EXERCISE DETAILS ▸
Starting at the top line, return each entry word for word.

(Saved data entries)
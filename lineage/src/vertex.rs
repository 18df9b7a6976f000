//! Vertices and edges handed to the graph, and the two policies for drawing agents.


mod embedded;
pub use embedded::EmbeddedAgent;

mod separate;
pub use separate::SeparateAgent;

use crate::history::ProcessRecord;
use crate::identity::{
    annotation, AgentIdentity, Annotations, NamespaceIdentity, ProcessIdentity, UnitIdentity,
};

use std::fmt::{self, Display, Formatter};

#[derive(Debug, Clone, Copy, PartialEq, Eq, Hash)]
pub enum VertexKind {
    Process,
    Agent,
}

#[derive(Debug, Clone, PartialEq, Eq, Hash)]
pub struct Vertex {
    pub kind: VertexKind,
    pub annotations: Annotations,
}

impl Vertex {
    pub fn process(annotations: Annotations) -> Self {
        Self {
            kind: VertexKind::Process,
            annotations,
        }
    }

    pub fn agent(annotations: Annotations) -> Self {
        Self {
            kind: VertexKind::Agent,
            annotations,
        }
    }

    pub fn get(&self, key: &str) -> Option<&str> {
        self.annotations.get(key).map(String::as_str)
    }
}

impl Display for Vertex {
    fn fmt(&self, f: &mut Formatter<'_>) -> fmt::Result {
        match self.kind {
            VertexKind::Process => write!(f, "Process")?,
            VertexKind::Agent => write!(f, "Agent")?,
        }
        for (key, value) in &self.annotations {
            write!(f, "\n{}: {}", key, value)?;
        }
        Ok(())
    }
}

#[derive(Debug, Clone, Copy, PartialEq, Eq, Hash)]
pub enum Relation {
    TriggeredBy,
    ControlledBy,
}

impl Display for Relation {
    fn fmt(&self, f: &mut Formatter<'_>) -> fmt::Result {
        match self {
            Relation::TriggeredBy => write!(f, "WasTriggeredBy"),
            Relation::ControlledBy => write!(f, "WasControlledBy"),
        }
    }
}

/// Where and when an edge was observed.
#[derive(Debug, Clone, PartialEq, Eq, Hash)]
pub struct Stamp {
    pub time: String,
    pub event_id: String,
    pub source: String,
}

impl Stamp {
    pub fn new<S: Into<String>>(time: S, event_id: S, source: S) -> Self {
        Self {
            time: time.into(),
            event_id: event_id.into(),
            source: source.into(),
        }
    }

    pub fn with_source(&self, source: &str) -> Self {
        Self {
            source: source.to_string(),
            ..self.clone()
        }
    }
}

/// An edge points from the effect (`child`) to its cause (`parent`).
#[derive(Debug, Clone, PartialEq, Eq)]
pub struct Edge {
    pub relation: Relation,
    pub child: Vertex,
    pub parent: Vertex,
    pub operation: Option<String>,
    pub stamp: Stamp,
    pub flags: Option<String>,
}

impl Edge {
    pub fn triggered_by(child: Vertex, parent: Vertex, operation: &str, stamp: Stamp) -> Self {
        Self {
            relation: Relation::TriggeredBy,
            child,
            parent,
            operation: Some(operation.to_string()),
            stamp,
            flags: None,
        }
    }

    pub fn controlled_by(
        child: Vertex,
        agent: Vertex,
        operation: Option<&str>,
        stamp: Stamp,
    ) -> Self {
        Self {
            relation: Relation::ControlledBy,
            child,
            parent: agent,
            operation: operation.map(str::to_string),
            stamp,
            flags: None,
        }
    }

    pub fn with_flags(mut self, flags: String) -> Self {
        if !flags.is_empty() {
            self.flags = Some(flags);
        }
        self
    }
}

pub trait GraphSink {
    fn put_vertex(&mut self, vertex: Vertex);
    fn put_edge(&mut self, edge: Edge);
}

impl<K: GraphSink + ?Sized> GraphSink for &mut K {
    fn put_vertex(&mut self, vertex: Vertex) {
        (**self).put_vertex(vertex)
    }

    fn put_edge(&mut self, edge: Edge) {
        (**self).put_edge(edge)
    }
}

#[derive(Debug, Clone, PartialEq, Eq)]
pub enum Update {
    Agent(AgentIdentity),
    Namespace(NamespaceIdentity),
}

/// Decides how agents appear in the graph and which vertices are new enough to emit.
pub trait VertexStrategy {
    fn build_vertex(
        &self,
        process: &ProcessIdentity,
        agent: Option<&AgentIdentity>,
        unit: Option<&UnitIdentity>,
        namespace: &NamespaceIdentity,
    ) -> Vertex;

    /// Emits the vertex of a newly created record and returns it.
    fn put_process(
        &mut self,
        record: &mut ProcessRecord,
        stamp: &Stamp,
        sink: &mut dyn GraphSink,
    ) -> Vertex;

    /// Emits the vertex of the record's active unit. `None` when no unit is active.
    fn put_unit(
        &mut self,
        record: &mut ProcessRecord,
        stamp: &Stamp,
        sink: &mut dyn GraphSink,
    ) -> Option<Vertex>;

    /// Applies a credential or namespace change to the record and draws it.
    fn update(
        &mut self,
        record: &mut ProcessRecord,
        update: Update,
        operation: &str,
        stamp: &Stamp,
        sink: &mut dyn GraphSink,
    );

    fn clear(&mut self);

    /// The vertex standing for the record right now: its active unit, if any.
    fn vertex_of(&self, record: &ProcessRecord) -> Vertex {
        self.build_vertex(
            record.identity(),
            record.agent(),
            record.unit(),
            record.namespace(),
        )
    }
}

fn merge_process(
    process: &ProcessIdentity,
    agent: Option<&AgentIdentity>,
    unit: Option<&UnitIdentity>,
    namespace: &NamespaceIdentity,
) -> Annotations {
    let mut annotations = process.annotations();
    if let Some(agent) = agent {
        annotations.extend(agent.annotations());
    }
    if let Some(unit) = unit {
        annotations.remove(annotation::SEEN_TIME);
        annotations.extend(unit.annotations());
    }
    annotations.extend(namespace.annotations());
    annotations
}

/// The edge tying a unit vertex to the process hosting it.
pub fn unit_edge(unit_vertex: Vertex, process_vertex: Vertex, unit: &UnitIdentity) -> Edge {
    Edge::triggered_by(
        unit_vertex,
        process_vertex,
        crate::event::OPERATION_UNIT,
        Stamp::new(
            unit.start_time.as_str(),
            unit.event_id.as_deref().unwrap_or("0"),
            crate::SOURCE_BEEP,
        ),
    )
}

PROBLEM SOLUTION ▸
filename lineage/src/vertex.rs
repository 18df9b7a6976f000
//! Vertices and edges handed to the graph, and the two policies for drawing agents.


mod embedded;
pub use embedded::EmbeddedAgent;

mod separate;
pub use separate::SeparateAgent;

use crate::history::ProcessRecord;
use crate::identity::{
    annotation, AgentIdentity, Annotations, NamespaceIdentity, ProcessIdentity, UnitIdentity,
};

use std::fmt::{self, Display, Formatter};

#[derive(Debug, Clone, Copy, PartialEq, Eq, Hash)]
pub enum VertexKind {
    Process,
    Agent,
}

#[derive(Debug, Clone, PartialEq, Eq, Hash)]
pub struct Vertex {
    pub kind: VertexKind,
    pub annotations: Annotations,
}

impl Vertex {
    pub fn process(annotations: Annotations) -> Self {
        Self {
            kind: VertexKind::Process,
            annotations,
        }
    }

    pub fn agent(annotations: Annotations) -> Self {
        Self {
            kind: VertexKind::Agent,
            annotations,
        }
    }

    pub fn get(&self, key: &str) -> Option<&str> {
        self.annotations.get(key).map(String::as_str)
    }
}

impl Display for Vertex {
    fn fmt(&self, f: &mut Formatter<'_>) -> fmt::Result {
        match self.kind {
            VertexKind::Process => write!(f, "Process")?,
            VertexKind::Agent => write!(f, "Agent")?,
        }
        for (key, value) in &self.annotations {
            write!(f, "\n{}: {}", key, value)?;
        }
        Ok(())
    }
}

#[derive(Debug, Clone, Copy, PartialEq, Eq, Hash)]
pub enum Relation {
    TriggeredBy,
    ControlledBy,
}

impl Display for Relation {
    fn fmt(&self, f: &mut Formatter<'_>) -> fmt::Result {
        match self {
            Relation::TriggeredBy => write!(f, "WasTriggeredBy"),
            Relation::ControlledBy => write!(f, "WasControlledBy"),
        }
    }
}

/// Where and when an edge was observed.
#[derive(Debug, Clone, PartialEq, Eq, Hash)]
pub struct Stamp {
    pub time: String,
    pub event_id: String,
    pub source: String,
}

impl Stamp {
    pub fn new<S: Into<String>>(time: S, event_id: S, source: S) -> Self {
        Self {
            time: time.into(),
            event_id: event_id.into(),
            source: source.into(),
        }
    }

    pub fn with_source(&self, source: &str) -> Self {
        Self {
            source: source.to_string(),
            ..self.clone()
        }
    }
}

/// An edge points from the effect (`child`) to its cause (`parent`).
#[derive(Debug, Clone, PartialEq, Eq)]
pub struct Edge {
    pub relation: Relation,
    pub child: Vertex,
    pub parent: Vertex,
    pub operation: Option<String>,
    pub stamp: Stamp,
    pub flags: Option<String>,
}

impl Edge {
    pub fn triggered_by(child: Vertex, parent: Vertex, operation: &str, stamp: Stamp) -> Self {
        Self {
            relation: Relation::TriggeredBy,
            child,
            parent,
            operation: Some(operation.to_string()),
            stamp,
            flags: None,
        }
    }

    pub fn controlled_by(
        child: Vertex,
        agent: Vertex,
        operation: Option<&str>,
        stamp: Stamp,
    ) -> Self {
        Self {
            relation: Relation::ControlledBy,
            child,
            parent: agent,
            operation: operation.map(str::to_string),
            stamp,
            flags: None,
        }
    }

    pub fn with_flags(mut self, flags: String) -> Self {
        if !flags.is_empty() {
            self.flags = Some(flags);
        }
        self
    }
}

pub trait GraphSink {
    fn put_vertex(&mut self, vertex: Vertex);
    fn put_edge(&mut self, edge: Edge);
}

impl<K: GraphSink + ?Sized> GraphSink for &mut K {
    fn put_vertex(&mut self, vertex: Vertex) {
        (**self).put_vertex(vertex)
    }

    fn put_edge(&mut self, edge: Edge) {
        (**self).put_edge(edge)
    }
}

#[derive(Debug, Clone, PartialEq, Eq)]
pub enum Update {
    Agent(AgentIdentity),
    Namespace(NamespaceIdentity),
}

/// Decides how agents appear in the graph and which vertices are new enough to emit.
pub trait VertexStrategy {
    fn build_vertex(
        &self,
        process: &ProcessIdentity,
        agent: Option<&AgentIdentity>,
        unit: Option<&UnitIdentity>,
        namespace: &NamespaceIdentity,
    ) -> Vertex;

    /// Emits the vertex of a newly created record and returns it.
    fn put_process(
        &mut self,
        record: &mut ProcessRecord,
        stamp: &Stamp,
        sink: &mut dyn GraphSink,
    ) -> Vertex;

    /// Emits the vertex of the record's active unit. `None` when no unit is active.
    fn put_unit(
        &mut self,
        record: &mut ProcessRecord,
        stamp: &Stamp,
        sink: &mut dyn GraphSink,
    ) -> Option<Vertex>;

    /// Applies a credential or namespace change to the record and draws it.
    fn update(
        &mut self,
        record: &mut ProcessRecord,
        update: Update,
        operation: &str,
        stamp: &Stamp,
        sink: &mut dyn GraphSink,
    );

    fn clear(&mut self);

    /// The vertex standing for the record right now: its active unit, if any.
    fn vertex_of(&self, record: &ProcessRecord) -> Vertex {
        self.build_vertex(
            record.identity(),
            record.agent(),
            record.unit(),
            record.namespace(),
        )
    }
}

fn merge_process(
    process: &ProcessIdentity,
    agent: Option<&AgentIdentity>,
    unit: Option<&UnitIdentity>,
    namespace: &NamespaceIdentity,
) -> Annotations {
    let mut annotations = process.annotations();
    if let Some(agent) = agent {
        annotations.extend(agent.annotations());
    }
    if let Some(unit) = unit {
        annotations.remove(annotation::SEEN_TIME);
        annotations.extend(unit.annotations());
    }
    annotations.extend(namespace.annotations());
    annotations
}

/// The edge tying a unit vertex to the process hosting it.
pub fn unit_edge(unit_vertex: Vertex, process_vertex: Vertex, unit: &UnitIdentity) -> Edge {
    Edge::triggered_by(
        unit_vertex,
        process_vertex,
        crate::event::OPERATION_UNIT,
        Stamp::new(
            unit.start_time.as_str(),
            unit.event_id.as_deref().unwrap_or("0"),
            crate::SOURCE_BEEP,
        ),
    )
}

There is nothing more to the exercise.